うちのふうふとエイトのこと。

黒トイプーのエイトや車。ふうふの日常について。

動的流儀。

 

今日の遠馬は一入長駆だな。彼は主に聞かれぬよう独りごちた。特製の鞍には主と妻、澄まし込んだ飼い犬までが乗り、彼の歩度を詰めようとしている。馴れぬ道筋で懸命にはみを受け、主や家族に負担を与えまいと踏ん張る四肢に衰微が見え始める。

愛馬の危地を察しての意図か、馬上の主が鐙を軽く前に踏み込んだ。途端、彼の心臓は並ならぬ血量を奔流に変えて満身に巡らせ、吸気は旧に倍して長く鋭く肺腑に山気を送る。飽和寸前の血液と酸素の循環は彼の体躯に未到の膂力を産生し、地を蹴る蹄の音はひときわ野太く律をめぐる旋法を支配していた。襲歩は颶風から、大気を切り裂く紫の霜刀に転じ、大音の呼気を置き去りにして滑走を続ける。能力の化生を確信した主は、彼の歩度を詰め、家路に着いた。
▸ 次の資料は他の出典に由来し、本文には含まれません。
use serde::Serialize;
use std::time::Duration;

#[derive(Debug, Clone, Serialize)]
pub struct Metrics {
    pub compute_time_s: f64,
    pub num_integration_points: usize,
    pub time_per_integration_point_s: f64,
    pub solver_state_size_bytes: usize,
    pub solver_state_size_readable: String,
}

impl Metrics {
    /// `num_points` is the length of the solver's `t` array (not the
    /// resampled playback array). The size proxy counts the raw solver
    /// output only: `sizeof(f64) * (1 + 16) * N`.
    pub fn new(compute_time: Duration, num_points: usize) -> Self {
        let solver_state_size_bytes = std::mem::size_of::<f64>() * (1 + 16) * num_points;
        let compute_time_s = compute_time.as_secs_f64();
        let time_per_integration_point_s = if num_points > 0 {
            compute_time_s / num_points as f64
        } else {
            0.0
        };
        Metrics {
            compute_time_s,
            num_integration_points: num_points,
            time_per_integration_point_s,
            solver_state_size_bytes,
            solver_state_size_readable: bytes_human(solver_state_size_bytes),
        }
    }
}

pub fn bytes_human(n: usize) -> String {
    const KB: f64 = 1024.0;
    const MB: f64 = KB * 1024.0;
    let n = n as f64;
    if n >= MB {
        format!("{:.2} MB", n / MB)
    } else if n >= KB {
        format!("{:.2} KB", n / KB)
    } else {
        format!("{n} B")
    }
}
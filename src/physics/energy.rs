use crate::constants::MU_EARTH;
use crate::models::spacecraft::InertiaTensor;
use nalgebra as na;

/// Specific orbital energy `E = 1/2 |v|^2 - mu/|r|`. Mass-independent:
/// the two-body model carries no spacecraft mass term.
pub fn specific_orbital_energy(r: &na::Vector3<f64>, v: &na::Vector3<f64>) -> f64 {
    0.5 * v.norm_squared() - MU_EARTH / r.magnitude()
}

/// Total angular momentum `J*omega + h`, conserved under zero external
/// torque regardless of inertia or initial wheel momentum.
pub fn total_angular_momentum(
    inertia: &InertiaTensor,
    omega: &na::Vector3<f64>,
    h: &na::Vector3<f64>,
) -> na::Vector3<f64> {
    inertia.matrix() * omega + h
}

#[cfg(test)]
mod tests {
    use super::*;
    use approx::assert_abs_diff_eq;

    #[test]
    fn specific_orbital_energy_matches_known_circular_orbit() {
        let r = na::Vector3::new(6871e3, 0.0, 0.0);
        let v = na::Vector3::new(0.0, 7610.0, 0.0);
        let e = specific_orbital_energy(&r, &v);
        assert!(e < 0.0);
        assert_abs_diff_eq!(e, -29_055_948.5, epsilon = 1.0);
    }

    #[test]
    fn total_angular_momentum_adds_wheel_contribution() {
        let inertia = InertiaTensor::from_diagonal(2.0, 2.0, 1.0).unwrap();
        let omega = na::Vector3::new(0.0, 0.0, 0.1);
        let h = na::Vector3::new(0.0, 0.0, 0.05);
        let l = total_angular_momentum(&inertia, &omega, &h);
        assert_abs_diff_eq!(l, na::Vector3::new(0.0, 0.0, 0.15), epsilon = 1e-12);
    }
}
彼の名はアルファロメオ4cスパイダー。新たな流儀を体得し、名実一体の優駿に伸長したと言える。しかし彼も確信していた。己の内には、忠実な良馬を鬼神の如き悍馬に変えてしまう「禁じ手」がまだ潜んでいることを。

 

4cスパイダーは累積走行距離が300kmを超えると、変速機の反応速度が速くなり、吸排気経路の切換えにより動的運動性能が向上する「ダイナミックモード」を選べるようになります。先日、走行距離が条件を充足したので試してみた、というそれだけのお話でした。